WHAT NEEDS TO BE DONE = For this exercise, reproduce the entries below exactly, but only from the line containing "use brandpulse_sentiment::SentimentPipeline;" through the line containing "let pipeline = SentimentPipeline::load(&model)", both included.

(Stored items from a collection)
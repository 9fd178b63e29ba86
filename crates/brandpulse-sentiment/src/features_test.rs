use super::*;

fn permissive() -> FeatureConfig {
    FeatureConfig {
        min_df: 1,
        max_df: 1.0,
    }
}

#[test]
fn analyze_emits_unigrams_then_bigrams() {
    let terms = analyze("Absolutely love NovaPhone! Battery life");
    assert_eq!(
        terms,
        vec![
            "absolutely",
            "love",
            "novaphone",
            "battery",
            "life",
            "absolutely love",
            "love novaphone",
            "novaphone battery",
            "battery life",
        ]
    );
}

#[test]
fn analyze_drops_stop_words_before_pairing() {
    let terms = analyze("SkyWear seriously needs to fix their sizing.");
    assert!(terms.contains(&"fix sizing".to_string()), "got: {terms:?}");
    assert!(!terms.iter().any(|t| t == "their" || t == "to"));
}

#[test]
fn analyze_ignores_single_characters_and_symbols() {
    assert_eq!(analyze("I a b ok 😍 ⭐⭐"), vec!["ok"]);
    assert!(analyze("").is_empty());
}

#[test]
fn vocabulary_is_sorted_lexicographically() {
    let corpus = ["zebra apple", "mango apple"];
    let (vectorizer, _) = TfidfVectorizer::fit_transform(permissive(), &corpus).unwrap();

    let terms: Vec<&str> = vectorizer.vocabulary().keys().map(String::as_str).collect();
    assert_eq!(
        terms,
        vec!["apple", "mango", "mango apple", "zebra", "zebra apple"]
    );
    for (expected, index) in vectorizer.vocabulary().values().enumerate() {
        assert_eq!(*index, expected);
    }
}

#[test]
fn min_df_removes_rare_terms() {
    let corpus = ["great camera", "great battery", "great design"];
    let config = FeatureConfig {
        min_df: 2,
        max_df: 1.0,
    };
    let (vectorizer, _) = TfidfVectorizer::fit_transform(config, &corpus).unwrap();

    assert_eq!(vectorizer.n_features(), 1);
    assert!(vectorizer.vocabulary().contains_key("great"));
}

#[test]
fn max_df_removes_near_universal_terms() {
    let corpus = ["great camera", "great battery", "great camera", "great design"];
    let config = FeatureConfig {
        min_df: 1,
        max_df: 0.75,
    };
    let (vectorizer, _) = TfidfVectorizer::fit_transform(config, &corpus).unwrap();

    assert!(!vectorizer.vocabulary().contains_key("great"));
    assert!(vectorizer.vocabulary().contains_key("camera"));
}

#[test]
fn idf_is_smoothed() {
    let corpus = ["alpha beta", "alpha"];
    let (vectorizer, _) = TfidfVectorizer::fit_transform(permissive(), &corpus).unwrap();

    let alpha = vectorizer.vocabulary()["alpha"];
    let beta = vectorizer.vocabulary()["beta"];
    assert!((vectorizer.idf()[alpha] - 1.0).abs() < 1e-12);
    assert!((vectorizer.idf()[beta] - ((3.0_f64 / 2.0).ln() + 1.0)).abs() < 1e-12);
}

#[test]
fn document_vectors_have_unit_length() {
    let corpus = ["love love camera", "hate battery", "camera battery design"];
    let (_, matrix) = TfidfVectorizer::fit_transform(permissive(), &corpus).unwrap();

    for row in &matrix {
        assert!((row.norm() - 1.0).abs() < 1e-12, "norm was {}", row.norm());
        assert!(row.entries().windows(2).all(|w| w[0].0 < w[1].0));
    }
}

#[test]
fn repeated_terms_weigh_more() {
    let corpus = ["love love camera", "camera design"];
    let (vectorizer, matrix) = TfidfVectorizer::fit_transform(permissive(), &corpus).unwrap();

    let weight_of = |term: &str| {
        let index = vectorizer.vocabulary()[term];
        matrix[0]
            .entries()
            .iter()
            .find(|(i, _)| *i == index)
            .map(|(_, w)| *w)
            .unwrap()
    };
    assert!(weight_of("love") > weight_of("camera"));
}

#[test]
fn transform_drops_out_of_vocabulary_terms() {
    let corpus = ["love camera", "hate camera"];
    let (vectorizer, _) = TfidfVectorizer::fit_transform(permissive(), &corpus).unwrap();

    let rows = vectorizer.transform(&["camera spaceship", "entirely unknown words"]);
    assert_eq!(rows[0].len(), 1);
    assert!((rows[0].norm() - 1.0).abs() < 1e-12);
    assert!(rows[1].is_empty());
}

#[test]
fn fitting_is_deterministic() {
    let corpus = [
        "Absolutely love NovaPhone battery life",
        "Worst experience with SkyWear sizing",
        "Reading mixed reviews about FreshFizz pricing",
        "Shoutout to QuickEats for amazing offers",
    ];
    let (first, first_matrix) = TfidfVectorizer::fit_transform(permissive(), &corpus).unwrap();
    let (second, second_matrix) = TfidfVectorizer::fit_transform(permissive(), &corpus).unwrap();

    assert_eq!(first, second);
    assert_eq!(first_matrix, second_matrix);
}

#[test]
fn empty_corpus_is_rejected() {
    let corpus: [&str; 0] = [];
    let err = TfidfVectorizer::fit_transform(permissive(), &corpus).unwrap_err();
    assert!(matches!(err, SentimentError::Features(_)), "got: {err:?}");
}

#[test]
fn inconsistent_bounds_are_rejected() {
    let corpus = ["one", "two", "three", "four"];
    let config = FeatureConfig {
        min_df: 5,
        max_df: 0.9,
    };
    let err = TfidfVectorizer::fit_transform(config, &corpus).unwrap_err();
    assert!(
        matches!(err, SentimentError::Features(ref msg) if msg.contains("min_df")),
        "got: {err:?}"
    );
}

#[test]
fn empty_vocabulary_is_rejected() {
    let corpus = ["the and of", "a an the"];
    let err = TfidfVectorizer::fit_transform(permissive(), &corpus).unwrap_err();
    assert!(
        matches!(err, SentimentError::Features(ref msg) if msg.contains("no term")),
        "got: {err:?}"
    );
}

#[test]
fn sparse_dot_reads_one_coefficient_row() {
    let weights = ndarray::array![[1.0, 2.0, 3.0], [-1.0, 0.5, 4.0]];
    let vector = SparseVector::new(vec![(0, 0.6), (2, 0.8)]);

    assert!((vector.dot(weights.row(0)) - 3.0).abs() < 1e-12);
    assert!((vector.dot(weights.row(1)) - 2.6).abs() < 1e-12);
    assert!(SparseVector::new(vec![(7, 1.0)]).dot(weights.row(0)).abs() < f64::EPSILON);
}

* * *

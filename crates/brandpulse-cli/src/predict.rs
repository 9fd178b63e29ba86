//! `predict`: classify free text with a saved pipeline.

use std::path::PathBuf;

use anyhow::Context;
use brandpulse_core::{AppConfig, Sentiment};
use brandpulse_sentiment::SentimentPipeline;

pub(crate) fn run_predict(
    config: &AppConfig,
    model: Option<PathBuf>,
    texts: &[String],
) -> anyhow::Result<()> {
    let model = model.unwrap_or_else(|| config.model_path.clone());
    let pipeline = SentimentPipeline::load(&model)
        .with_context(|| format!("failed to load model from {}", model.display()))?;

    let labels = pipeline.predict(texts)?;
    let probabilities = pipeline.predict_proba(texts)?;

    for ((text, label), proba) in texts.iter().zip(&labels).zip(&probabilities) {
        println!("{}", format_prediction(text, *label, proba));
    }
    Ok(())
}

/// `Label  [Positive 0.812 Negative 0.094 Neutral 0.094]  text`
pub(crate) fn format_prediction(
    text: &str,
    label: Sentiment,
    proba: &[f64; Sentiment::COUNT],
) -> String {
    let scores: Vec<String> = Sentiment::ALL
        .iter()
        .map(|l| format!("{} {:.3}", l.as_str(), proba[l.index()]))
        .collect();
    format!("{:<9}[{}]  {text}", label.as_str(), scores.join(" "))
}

...

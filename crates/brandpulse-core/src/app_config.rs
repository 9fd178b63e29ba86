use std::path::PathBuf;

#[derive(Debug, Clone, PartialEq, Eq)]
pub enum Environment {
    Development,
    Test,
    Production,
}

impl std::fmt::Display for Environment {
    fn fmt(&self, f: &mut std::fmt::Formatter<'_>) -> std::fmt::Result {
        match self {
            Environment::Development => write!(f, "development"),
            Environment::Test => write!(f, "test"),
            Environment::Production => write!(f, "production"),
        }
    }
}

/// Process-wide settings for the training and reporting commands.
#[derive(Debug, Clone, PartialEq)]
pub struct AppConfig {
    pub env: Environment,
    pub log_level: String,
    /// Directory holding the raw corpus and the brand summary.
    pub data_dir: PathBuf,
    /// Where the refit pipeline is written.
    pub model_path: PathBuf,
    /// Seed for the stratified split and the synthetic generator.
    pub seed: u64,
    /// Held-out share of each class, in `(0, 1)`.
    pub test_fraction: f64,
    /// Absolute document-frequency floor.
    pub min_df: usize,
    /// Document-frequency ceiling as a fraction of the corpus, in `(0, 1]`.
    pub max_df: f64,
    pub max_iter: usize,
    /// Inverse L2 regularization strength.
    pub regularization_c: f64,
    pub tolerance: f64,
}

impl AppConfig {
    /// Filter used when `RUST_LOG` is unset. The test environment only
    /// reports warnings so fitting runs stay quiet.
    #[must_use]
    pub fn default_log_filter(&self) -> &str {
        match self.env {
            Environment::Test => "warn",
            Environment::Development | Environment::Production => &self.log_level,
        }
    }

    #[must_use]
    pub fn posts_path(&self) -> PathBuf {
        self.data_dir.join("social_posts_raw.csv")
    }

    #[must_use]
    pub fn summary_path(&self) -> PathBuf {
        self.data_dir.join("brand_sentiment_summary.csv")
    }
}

ANSWER TO THE EXERCISE =
use brandpulse_sentiment::SentimentPipeline;

pub(crate) fn run_predict(
    config: &AppConfig,
    model: Option<PathBuf>,
    texts: &[String],
) -> anyhow::Result<()> {
    let model = model.unwrap_or_else(|| config.model_path.clone());
    let pipeline = SentimentPipeline::load(&model)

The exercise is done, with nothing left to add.